Northern Ireland Agriculture Minister Edwin Poots has welcomed the announcement that exports of UK lamb to the US market can resume from early next year after more than two decades of restrictions.
The United States Department of Agriculture (USDA) confirmed earlier this month that it has amended the small ruminant rule (SSR) which prevented imports of lamb from the UK into the US.
This amendment will come into force on January 3, 2022 and follows an easing on restrictions on UK beef exports earlier this year.
The SRR previously restricted access to the US market for all sheep meat from the UK, as well as a number of other countries including Canada and EU member states all of whom will now benefit from this amendment.
UK lamb exports
Worldwide, the UK exports £436 million worth of sheep meat/annum, with this deal expected to be worth around £37 million over five years to the UK market.
Welcoming the announcement, Minister Poots said: “I am delighted that the US has granted approval for the UK to export lamb to their markets.
It is a clear endorsement of the rigorous standards we in Northern Ireland have in place to produce our high-quality, safe and wholesome meat.
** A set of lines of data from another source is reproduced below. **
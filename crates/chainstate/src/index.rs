//! Block index arena and its persisted form.

use std::collections::HashMap;
use std::sync::Arc;

use primitive_types::U256;
use stakd_consensus::money::Amount;
use stakd_consensus::Hash256;
use stakd_pow::difficulty::TargetSample;
use stakd_primitives::encoding::{DecodeError, Decoder, Encoder};
use stakd_primitives::Block;
use stakd_storage::{Column, KeyValueStore, StoreError, WriteBatch};

const META_BEST_BLOCK_KEY: &[u8] = b"best_block";
const META_MONEY_SUPPLY_KEY: &[u8] = b"money_supply";

pub const STATUS_HAVE_DATA: u8 = 1 << 0;
pub const STATUS_CONNECTED: u8 = 1 << 1;
pub const STATUS_FAILED: u8 = 1 << 2;

#[derive(Clone, Debug, Eq, PartialEq)]
pub struct BlockIndexNode {
    pub hash: Hash256,
    pub height: i32,
    pub prev: Option<Hash256>,
    /// Successor on the best chain.
    pub next: Option<Hash256>,
    pub chain_trust: U256,
    pub proof_of_stake: bool,
    pub stake_modifier: u64,
    pub stake_modifier_checksum: u32,
    /// Header hash for proof-of-work, kernel hash for proof-of-stake.
    pub hash_proof: Hash256,
    pub money_supply: Amount,
    pub bits: u32,
    pub time: u32,
    pub status: u8,
    pub payee: Option<Vec<u8>>,
}

impl BlockIndexNode {
    pub fn has_data(&self) -> bool {
        (self.status & STATUS_HAVE_DATA) != 0
    }

    pub fn is_connected(&self) -> bool {
        (self.status & STATUS_CONNECTED) != 0
    }

    pub fn is_failed(&self) -> bool {
        (self.status & STATUS_FAILED) != 0
    }

    pub fn time(&self) -> i64 {
        i64::from(self.time)
    }

    pub fn target_sample(&self) -> TargetSample {
        TargetSample {
            height: self.height,
            time: self.time(),
            bits: self.bits,
        }
    }

    pub fn encode(&self) -> Vec<u8> {
        let mut encoder = Encoder::with_capacity(160);
        encoder.write_hash(&self.hash);
        encoder.write_i32_le(self.height);
        write_optional_hash(&mut encoder, self.prev.as_ref());
        write_optional_hash(&mut encoder, self.next.as_ref());
        encoder.write_bytes(&self.chain_trust.to_little_endian());
        encoder.write_bool(self.proof_of_stake);
        encoder.write_u64_le(self.stake_modifier);
        encoder.write_u32_le(self.stake_modifier_checksum);
        encoder.write_hash(&self.hash_proof);
        encoder.write_i64_le(self.money_supply);
        encoder.write_u32_le(self.bits);
        encoder.write_u32_le(self.time);
        encoder.write_u8(self.status);
        match &self.payee {
            Some(script) => {
                encoder.write_bool(true);
                encoder.write_var_bytes(script);
            }
            None => encoder.write_bool(false),
        }
        encoder.into_inner()
    }

    pub fn decode(bytes: &[u8]) -> Result<Self, DecodeError> {
        let mut decoder = Decoder::new(bytes);
        let node = Self {
            hash: decoder.read_hash()?,
            height: decoder.read_i32_le()?,
            prev: read_optional_hash(&mut decoder)?,
            next: read_optional_hash(&mut decoder)?,
            chain_trust: U256::from_little_endian(&decoder.read_fixed::<32>()?),
            proof_of_stake: decoder.read_bool()?,
            stake_modifier: decoder.read_u64_le()?,
            stake_modifier_checksum: decoder.read_u32_le()?,
            hash_proof: decoder.read_hash()?,
            money_supply: decoder.read_i64_le()?,
            bits: decoder.read_u32_le()?,
            time: decoder.read_u32_le()?,
            status: decoder.read_u8()?,
            payee: if decoder.read_bool()? {
                Some(decoder.read_var_bytes()?)
            } else {
                None
            },
        };
        if !decoder.is_empty() {
            return Err(DecodeError::TrailingBytes);
        }
        Ok(node)
    }
}

fn write_optional_hash(encoder: &mut Encoder, hash: Option<&Hash256>) {
    match hash {
        Some(hash) => {
            encoder.write_bool(true);
            encoder.write_hash(hash);
        }
        None => encoder.write_bool(false),
    }
}

fn read_optional_hash(decoder: &mut Decoder) -> Result<Option<Hash256>, DecodeError> {
    if decoder.read_bool()? {
        Ok(Some(decoder.read_hash()?))
    } else {
        Ok(None)
    }
}

/// Every block ever accepted, keyed by hash. Nodes are never removed.
#[derive(Clone, Debug, Default)]
pub struct BlockArena {
    nodes: HashMap<Hash256, BlockIndexNode>,
}

impl BlockArena {
    pub fn new() -> Self {
        Self::default()
    }

    pub fn len(&self) -> usize {
        self.nodes.len()
    }

    pub fn is_empty(&self) -> bool {
        self.nodes.is_empty()
    }

    pub fn contains(&self, hash: &Hash256) -> bool {
        self.nodes.contains_key(hash)
    }

    pub fn get(&self, hash: &Hash256) -> Option<&BlockIndexNode> {
        self.nodes.get(hash)
    }

    pub fn get_mut(&mut self, hash: &Hash256) -> Option<&mut BlockIndexNode> {
        self.nodes.get_mut(hash)
    }

    pub fn insert(&mut self, node: BlockIndexNode) {
        self.nodes.insert(node.hash, node);
    }

    pub fn parent(&self, node: &BlockIndexNode) -> Option<&BlockIndexNode> {
        node.prev.as_ref().and_then(|prev| self.nodes.get(prev))
    }

    /// Ancestor of `hash` at `height`, following parent links.
    pub fn ancestor(&self, hash: &Hash256, height: i32) -> Option<&BlockIndexNode> {
        let mut node = self.nodes.get(hash)?;
        if height > node.height || height < 0 {
            return None;
        }
        while node.height > height {
            node = self.parent(node)?;
        }
        Some(node)
    }

    /// Last common ancestor of two nodes.
    pub fn fork_point(&self, a: &Hash256, b: &Hash256) -> Option<Hash256> {
        let mut left = self.nodes.get(a)?;
        let mut right = self.nodes.get(b)?;
        while left.height > right.height {
            left = self.parent(left)?;
        }
        while right.height > left.height {
            right = self.parent(right)?;
        }
        while left.hash != right.hash {
            left = self.parent(left)?;
            right = self.parent(right)?;
        }
        Some(left.hash)
    }

    /// Median timestamp of `hash` and up to `span - 1` of its ancestors.
    pub fn median_time_past(&self, hash: &Hash256, span: usize) -> i64 {
        let mut times = Vec::with_capacity(span);
        let mut cursor = self.nodes.get(hash);
        while let Some(node) = cursor {
            if times.len() == span {
                break;
            }
            times.push(node.time());
            cursor = self.parent(node);
        }
        if times.is_empty() {
            return 0;
        }
        times.sort_unstable();
        times[times.len() / 2]
    }

    /// The two most recent non-genesis blocks of one proof type at or below `hash`.
    pub fn last_two_of_kind(
        &self,
        hash: &Hash256,
        proof_of_stake: bool,
    ) -> (Option<TargetSample>, Option<TargetSample>) {
        let mut found = Vec::with_capacity(2);
        let mut cursor = self.nodes.get(hash);
        while let Some(node) = cursor {
            if found.len() == 2 || node.prev.is_none() {
                break;
            }
            if node.proof_of_stake == proof_of_stake {
                found.push(node.target_sample());
            }
            cursor = self.parent(node);
        }
        let mut found = found.into_iter();
        (found.next(), found.next())
    }
}

/// Store-side view of the index: nodes, the height map, blocks and the tip pointer.
pub struct ChainIndex<S> {
    store: Arc<S>,
}

impl<S: KeyValueStore> ChainIndex<S> {
    pub fn new(store: Arc<S>) -> Self {
        Self { store }
    }

    pub fn put_node(&self, batch: &mut WriteBatch, node: &BlockIndexNode) {
        batch.put(Column::BlockIndex, node.hash, node.encode());
    }

    pub fn load_nodes(&self) -> Result<Vec<BlockIndexNode>, StoreError> {
        let entries = self.store.scan_prefix(Column::BlockIndex, &[])?;
        let mut out = Vec::with_capacity(entries.len());
        for (_, value) in entries {
            out.push(
                BlockIndexNode::decode(&value).map_err(|err| StoreError::Backend(err.to_string()))?,
            );
        }
        Ok(out)
    }

    pub fn put_block(&self, batch: &mut WriteBatch, hash: &Hash256, block: &Block) {
        batch.put(Column::Block, hash, block.consensus_encode());
    }

    pub fn read_block(&self, hash: &Hash256) -> Result<Option<Block>, StoreError> {
        match self.store.get(Column::Block, hash)? {
            Some(bytes) => Block::consensus_decode(&bytes)
                .map(Some)
                .map_err(|err| StoreError::Backend(err.to_string())),
            None => Ok(None),
        }
    }

    pub fn set_best_block(&self, batch: &mut WriteBatch, hash: &Hash256) {
        batch.put(Column::Meta, META_BEST_BLOCK_KEY, hash);
    }

    pub fn best_block(&self) -> Result<Option<Hash256>, StoreError> {
        match self.store.get(Column::Meta, META_BEST_BLOCK_KEY)? {
            Some(bytes) => decode_hash(&bytes).map(Some).map_err(StoreError::Backend),
            None => Ok(None),
        }
    }

    pub fn set_money_supply(&self, batch: &mut WriteBatch, supply: Amount) {
        batch.put(Column::Meta, META_MONEY_SUPPLY_KEY, supply.to_le_bytes());
    }

    pub fn height_hash(&self, height: i32) -> Result<Option<Hash256>, StoreError> {
        match self.store.get(Column::HeightIndex, &height_key(height))? {
            Some(bytes) => decode_hash(&bytes).map(Some).map_err(StoreError::Backend),
            None => Ok(None),
        }
    }

    pub fn set_height_hash(&self, batch: &mut WriteBatch, height: i32, hash: &Hash256) {
        batch.put(Column::HeightIndex, height_key(height), hash);
    }

    pub fn clear_height_hash(&self, batch: &mut WriteBatch, height: i32) {
        batch.delete(Column::HeightIndex, height_key(height));
    }
}

/// Big-endian so a prefix scan walks heights in order.
pub fn height_key(height: i32) -> [u8; 4] {
    (height as u32).to_be_bytes()
}

fn decode_hash(bytes: &[u8]) -> Result<Hash256, String> {
    if bytes.len() != 32 {
        return Err("invalid hash length".to_string());
    }
    let mut hash = [0u8; 32];
    hash.copy_from_slice(bytes);
    Ok(hash)
}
This news provides another major boost to the Northern Ireland agri-food industry and to the wider economy."
The Minister continued:
“My department continues to invest much time and energy into opening new markets to expand the Northern Ireland agri-food industry and this opens up a fantastic opportunity for local farmers, who are rightly credited for the quality of the food they produce.
"This is a clear signal of not just this, but also the standards of our animal health and welfare and of our care for the environment.”
The Minister concluded:
I will continue to do all I can to promote Northern Ireland’s food and its producers, both locally and at international level, and to help build our reputation as a world class food region.
"This is brilliant news for Northern Ireland’s food industry, and I look forward to our exports being able to commence shortly.”